New York Times praises Lima's pisco culture
By Nick Rosen
A reporter for the paper went on a bar hop through Lima, hitting some of the city’s best drinking spots.
Photo by The New York Times on Lima's pisco culture
The New York Times took another look at Peru’s gastronomic boom, and this time its reporter came away all smiles.
Andy Isaacson, writing for the New York Times travel section, discussed the “mixology renaissance” that can be seen in Lima’s bars, revolving around pisco.
Isaacson lays out a kind of pisco route, taking in a few of the spots that best exemplify Lima’s creative bartenders.
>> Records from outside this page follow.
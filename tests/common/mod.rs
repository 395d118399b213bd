//! 集成测试用的内存实现
//!
//! - `FakePlatform`: 同时实现批改来源和答案填充，按标准答案现场批改
//! - `FakeBackend`: 题库，可配置查重结果和搜索答案，记录上传内容
//! - `FakeGenerator`: 按脚本依次返回 AI 答案，可在第 N 次调用时报配额耗尽

#![allow(dead_code)]

use std::collections::{HashMap, HashSet, VecDeque};
use std::sync::atomic::{AtomicUsize, Ordering};
use std::sync::Arc;
use std::time::Duration;

use async_trait::async_trait;
use serde_json::{json, Value as JsonValue};
use tokio::sync::Mutex;

use question_correction::clients::{AnswerApplier, AnswerBackend, AnswerGenerator, GradingSource};
use question_correction::config::CacheConfig;
use question_correction::error::{BackendError, GradingError, LlmError};
use question_correction::models::{
    ExistenceStatus, GeneratedAnswer, GenerationRequest, SearchResult, UploadPayload,
    UploadReceipt,
};
use question_correction::storage::MemoryStore;
use question_correction::{
    AppResult, Collaborators, CorrectionConfig, CorrectionOrchestrator, CorrectionSummary,
    QuestionType,
};

// ========== 平台 ==========

/// 平台上的一道题
#[derive(Debug, Clone)]
pub struct FakeQuestion {
    pub id: String,
    pub question_type: QuestionType,
    pub options: Vec<String>,
    /// 标准答案（与填充文本同样写法，如 `"B"`、`"A,C"`、`"错"`）
    pub correct_answer: String,
    /// 当前提交的答案
    pub current: Option<String>,
    /// 接下来多少次拉取仍返回未批改
    pub unsettled_polls: usize,
    /// 永远不出批改结果
    pub never_graded: bool,
}

impl FakeQuestion {
    pub fn new(id: &str, question_type: QuestionType, correct_answer: &str) -> Self {
        let options = match question_type {
            QuestionType::Single | QuestionType::Multi => {
                (0..4).map(|i| format!("选项{}", i)).collect()
            }
            _ => Vec::new(),
        };
        Self {
            id: id.to_string(),
            question_type,
            options,
            correct_answer: correct_answer.to_string(),
            current: None,
            unsettled_polls: 0,
            never_graded: false,
        }
    }

    /// 设置选项数量（单选/多选）
    pub fn with_options(mut self, count: usize) -> Self {
        self.options = (0..count).map(|i| format!("选项{}", i)).collect();
        self
    }

    pub fn answered(mut self, answer: &str) -> Self {
        self.current = Some(answer.to_string());
        self
    }

    pub fn unsettled_for(mut self, polls: usize) -> Self {
        self.unsettled_polls = polls;
        self
    }

    pub fn never_graded(mut self) -> Self {
        self.never_graded = true;
        self
    }

    fn is_correct(&self) -> bool {
        self.current.as_deref().map(str::trim) == Some(self.correct_answer.trim())
    }
}

pub struct FakePlatform {
    questions: Mutex<Vec<FakeQuestion>>,
    /// 按顺序记录的 (题目 ID, 填充答案)
    applied: Mutex<Vec<(String, String)>>,
    fetches: AtomicUsize,
    fetch_delay: Duration,
    /// 第几次拉取（从 1 开始）直接失败
    failing_fetches: HashSet<usize>,
}

impl FakePlatform {
    pub fn new(questions: Vec<FakeQuestion>) -> Self {
        Self {
            questions: Mutex::new(questions),
            applied: Mutex::new(Vec::new()),
            fetches: AtomicUsize::new(0),
            fetch_delay: Duration::ZERO,
            failing_fetches: HashSet::new(),
        }
    }

    /// 指定的拉取次数（从 1 开始）返回不可重试的错误
    pub fn with_failing_fetches(mut self, fetches: impl IntoIterator<Item = usize>) -> Self {
        self.failing_fetches.extend(fetches);
        self
    }

    /// 每次拉取批改结果前等待一段时间
    pub fn with_fetch_delay(mut self, delay: Duration) -> Self {
        self.fetch_delay = delay;
        self
    }

    pub async fn applied(&self) -> Vec<(String, String)> {
        self.applied.lock().await.clone()
    }

    /// 某道题依次填充过的答案
    pub async fn applied_to(&self, question_id: &str) -> Vec<String> {
        self.applied
            .lock()
            .await
            .iter()
            .filter(|(id, _)| id == question_id)
            .map(|(_, answer)| answer.clone())
            .collect()
    }

    pub fn fetch_count(&self) -> usize {
        self.fetches.load(Ordering::SeqCst)
    }
}

fn grading_item(question: &mut FakeQuestion) -> JsonValue {
    let correct = if question.never_graded {
        JsonValue::Null
    } else if question.unsettled_polls > 0 {
        question.unsettled_polls -= 1;
        JsonValue::Null
    } else {
        JsonValue::Bool(question.is_correct())
    };

    let mut item = json!({
        "id": question.id,
        "questionContent": format!("<p>题目 {}</p>", question.id),
        "correct": correct,
        "stuAnswer": question.current.clone().unwrap_or_default(),
    });
    if !question.options.is_empty() {
        item["options"] = JsonValue::String(
            serde_json::to_string(&question.options).unwrap_or_else(|_| "[]".to_string()),
        );
    }
    item
}

#[async_trait]
impl GradingSource for FakePlatform {
    async fn fetch_grading_snapshot(&self, assignment_id: &str) -> AppResult<JsonValue> {
        let fetch = self.fetches.fetch_add(1, Ordering::SeqCst) + 1;
        if !self.fetch_delay.is_zero() {
            tokio::time::sleep(self.fetch_delay).await;
        }
        if self.failing_fetches.contains(&fetch) {
            return Err(GradingError::FetchFailed {
                assignment_id: assignment_id.to_string(),
                message: format!("第 {} 次拉取失败", fetch),
                transient: false,
            }
            .into());
        }

        let mut questions = self.questions.lock().await;
        let mut payload = json!({});
        for question_type in QuestionType::ALL {
            let lists: Vec<JsonValue> = questions
                .iter_mut()
                .filter(|q| q.question_type == question_type)
                .map(grading_item)
                .collect();
            if !lists.is_empty() {
                payload[question_type.section_key()] = json!({ "lists": lists });
            }
        }
        Ok(payload)
    }
}

#[async_trait]
impl AnswerApplier for FakePlatform {
    async fn apply_answer(
        &self,
        _assignment_id: &str,
        question_id: &str,
        answer: &str,
        _question_type: QuestionType,
    ) -> AppResult<bool> {
        let mut questions = self.questions.lock().await;
        let Some(question) = questions.iter_mut().find(|q| q.id == question_id) else {
            return Ok(false);
        };
        question.current = Some(answer.to_string());
        self.applied
            .lock()
            .await
            .push((question_id.to_string(), answer.to_string()));
        Ok(true)
    }
}

// ========== 题库 ==========

#[derive(Default)]
pub struct FakeBackend {
    /// 题目 ID → 是否已有有效答案
    existing: HashMap<String, bool>,
    /// 题目 ID → 题库答案
    search_answers: HashMap<String, String>,
    upload_quota_exceeded: bool,
    uploads: Mutex<Vec<UploadPayload>>,
    existence_checks: AtomicUsize,
}

impl FakeBackend {
    pub fn new() -> Self {
        Self::default()
    }

    pub fn with_existing(mut self, question_id: &str, has_valid_answer: bool) -> Self {
        self.existing.insert(question_id.to_string(), has_valid_answer);
        self
    }

    pub fn with_search_answer(mut self, question_id: &str, answer: &str) -> Self {
        self.search_answers
            .insert(question_id.to_string(), answer.to_string());
        self
    }

    pub fn with_upload_quota_exceeded(mut self) -> Self {
        self.upload_quota_exceeded = true;
        self
    }

    pub async fn uploads(&self) -> Vec<UploadPayload> {
        self.uploads.lock().await.clone()
    }

    /// 所有上传中出现过的题目 ID
    pub async fn uploaded_ids(&self) -> Vec<String> {
        self.uploads
            .lock()
            .await
            .iter()
            .flat_map(|p| p.items.iter().map(|i| i.question_id.clone()))
            .collect()
    }

    pub fn existence_checks(&self) -> usize {
        self.existence_checks.load(Ordering::SeqCst)
    }
}

#[async_trait]
impl AnswerBackend for FakeBackend {
    async fn search(
        &self,
        question: &question_correction::QuestionRecord,
    ) -> AppResult<SearchResult> {
        Ok(match self.search_answers.get(&question.id) {
            Some(answer) => SearchResult {
                found: true,
                answer: Some(answer.clone()),
                source: Some("fake".to_string()),
            },
            None => SearchResult::default(),
        })
    }

    async fn batch_existence_check(
        &self,
        questions: &[question_correction::QuestionRecord],
    ) -> AppResult<Vec<ExistenceStatus>> {
        self.existence_checks.fetch_add(1, Ordering::SeqCst);
        Ok(questions
            .iter()
            .map(|q| ExistenceStatus {
                question_id: q.id.clone(),
                has_valid_answer: self.existing.get(&q.id).copied().unwrap_or(false),
            })
            .collect())
    }

    async fn upload(&self, payload: &UploadPayload) -> AppResult<UploadReceipt> {
        if self.upload_quota_exceeded {
            return Err(BackendError::QuotaExceeded {
                endpoint: "/api/upload".to_string(),
                message: "upload quota exceeded".to_string(),
            }
            .into());
        }
        self.uploads.lock().await.push(payload.clone());
        Ok(UploadReceipt {
            new_count: payload.items.len(),
            new_question_ids: payload.items.iter().map(|i| i.question_id.clone()).collect(),
            ..Default::default()
        })
    }
}

// ========== AI ==========

#[derive(Default)]
pub struct FakeGenerator {
    script: Mutex<VecDeque<String>>,
    /// 第几次调用（从 1 开始）返回配额耗尽
    quota_on_call: Option<usize>,
    calls: AtomicUsize,
    requests: Mutex<Vec<GenerationRequest>>,
}

impl FakeGenerator {
    pub fn new() -> Self {
        Self::default()
    }

    pub fn scripted(answers: &[&str]) -> Self {
        Self {
            script: Mutex::new(answers.iter().map(|a| a.to_string()).collect()),
            ..Self::default()
        }
    }

    pub fn with_quota_on_call(mut self, call: usize) -> Self {
        self.quota_on_call = Some(call);
        self
    }

    pub fn calls(&self) -> usize {
        self.calls.load(Ordering::SeqCst)
    }

    pub async fn requests(&self) -> Vec<GenerationRequest> {
        self.requests.lock().await.clone()
    }
}

#[async_trait]
impl AnswerGenerator for FakeGenerator {
    async fn generate(&self, request: &GenerationRequest) -> AppResult<GeneratedAnswer> {
        let call = self.calls.fetch_add(1, Ordering::SeqCst) + 1;
        self.requests.lock().await.push(request.clone());

        if self.quota_on_call == Some(call) {
            return Err(LlmError::QuotaExceeded {
                model: "fake".to_string(),
                message: "insufficient_quota".to_string(),
            }
            .into());
        }
        match self.script.lock().await.pop_front() {
            Some(answer) => Ok(GeneratedAnswer { answer }),
            None => Err(LlmError::EmptyContent {
                model: "fake".to_string(),
            }
            .into()),
        }
    }
}

// ========== 组装 ==========

pub struct Harness {
    pub platform: Arc<FakePlatform>,
    pub backend: Arc<FakeBackend>,
    pub generator: Arc<FakeGenerator>,
    pub store: Arc<MemoryStore>,
    pub orchestrator: CorrectionOrchestrator,
}

impl Harness {
    pub async fn new(platform: FakePlatform, backend: FakeBackend, generator: FakeGenerator) -> Self {
        Self::with_store(platform, backend, generator, Arc::new(MemoryStore::new())).await
    }

    pub async fn with_store(
        platform: FakePlatform,
        backend: FakeBackend,
        generator: FakeGenerator,
        store: Arc<MemoryStore>,
    ) -> Self {
        let platform = Arc::new(platform);
        let backend = Arc::new(backend);
        let generator = Arc::new(generator);

        let collaborators = Collaborators {
            backend: backend.clone(),
            generator: generator.clone(),
            grading: platform.clone(),
            applier: platform.clone(),
            store: store.clone(),
        };
        let orchestrator = CorrectionOrchestrator::new(collaborators, &cache_config(), "czbk")
            .await
            .expect("创建编排器失败");

        Self {
            platform,
            backend,
            generator,
            store,
            orchestrator,
        }
    }

    pub async fn run(&self, assignment_id: &str) -> AppResult<CorrectionSummary> {
        self.run_with(assignment_id, &CorrectionConfig::immediate()).await
    }

    pub async fn run_with(
        &self,
        assignment_id: &str,
        config: &CorrectionConfig,
    ) -> AppResult<CorrectionSummary> {
        self.orchestrator.run_correction(assignment_id, config).await
    }
}

pub fn cache_config() -> CacheConfig {
    CacheConfig {
        persist_debounce_ms: 0,
        ..CacheConfig::default()
    }
}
First, Isaacson recommends drinking a classic Capitán or a Verdecito at Cala, mixed by Enrique Vidarte, bartender at the Barranco restaurant.
Next is a stop at the Country Club Hotel’s Bar Inglés, where Isaacson extols the authenticity of the pisco sour, which bartender Roberto Meléndez mixes using the original recipe from the Hotel Maury.
For a more contemporary take on pisco cocktails, Isaacson went to Mayta, where he raved about the food, as well as the chilcanos made with camu camu-, yucca-, ginger-, rose petal-, eucalyptus-, mandarin- and coca leaf-infused pisco.
Finally, Isaacson ended up at Huaringas Bar in Miraflores, where he found the passion fruit pisco sour a little too tangy, but enjoyed the coca leaf Chilcano.
Isaacson’s one complaint about his night out on the town in Lima: the hangover he had the next morning.